The 2024 Northern Territory general election is scheduled to be held on 24 August 2024 to elect all 25 members of the Legislative Assembly in the unicameral Northern Territory Parliament.

Members will be elected through full preferential instant-runoff voting in single-member electorates. The incumbent centre-left Labor Party (ALP) majority government, currently led by Chief Minister Natasha Fyles, will attempt to win a third consecutive four-year term of government. It will be challenged by the centre-right Country Liberal Party (CLP) opposition, currently led by Opposition Leader Lia Finocchiaro.

The election will be conducted by the Northern Territory Electoral Commission.

Background
In the event both current leaders remain in place, this will be the first election in the Northern Territory where both major political parties are led by women, and the third in any Australian state or territory after the 1995 ACT election and 2020 Queensland election.

Previous election
At the 2020 election, the Labor government led by Chief Minister Michael Gunner was re-elected with a reduced majority, winning 14 of the 25 seats in the parliament. The Country Liberals (CLP) won 8 seats, whilst the Territory Alliance party won 1 seat and a further 2 seats were won by independents.

Parliamentary composition
Robyn Lambley, the Territory Alliance's sole representative in the parliament, left the party in October 2020 to sit as an independent. Labor MLA Mark Turner was expelled from the party-room caucus in February 2021 due to what he acknowledged as an "inappropriate relationship" with a Labor Party staffer, though he remained a Labor-designated member in the assembly. 

A by-election was held for the seat of Daly on 11 September 2021, caused by the resignation of CLP member Ian Sloan due to health and personal issues. Labor candidate Dheran Young won the seat, the first time that an incumbent government has won a seat from the opposition in the history of the Legislative Assembly.
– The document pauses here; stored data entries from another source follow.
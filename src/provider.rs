//! Provider capability set and the named-constructor registry.
//!
//! A [`Supermarket`] binds an [`Authenticator`] and a [`PromotionService`] that share one
//! decorated transport. Vendors expose a [`Creator`] and are looked up by name through an
//! explicit [`Registry`] owned by the host process.

pub mod safeway;

mod registry;

pub use registry::*;

// self
use crate::{_prelude::*, auth::Authenticator, promotion::PromotionService};

/// Vendor implementation of the authentication and promotion capabilities.
pub trait Supermarket
where
	Self: Send + Sync,
{
	/// Authentication capability.
	fn authenticator(&self) -> Result<&dyn Authenticator>;

	/// Promotion capability.
	fn promotion(&self) -> Result<&dyn PromotionService>;
}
On 10 May 2022, Chief Minister and Labor leader Michael Gunner announced his immediate resignation from both positions, citing his desire to spend more time with his family following the birth of his and his wife's second son on 29 April. Following a party-room meeting on 13 May, Labor minister Natasha Fyles was elected unopposed to the leadership, and was sworn in as the new Chief Minister later day. Gunner resigned from the seat of Fannie Bay on 27 July and a by-election was held on 20 August 2022. Labor retained the seat at the by-election, with candidate Brent Potter victorious despite recording a 7 per cent swing against the party.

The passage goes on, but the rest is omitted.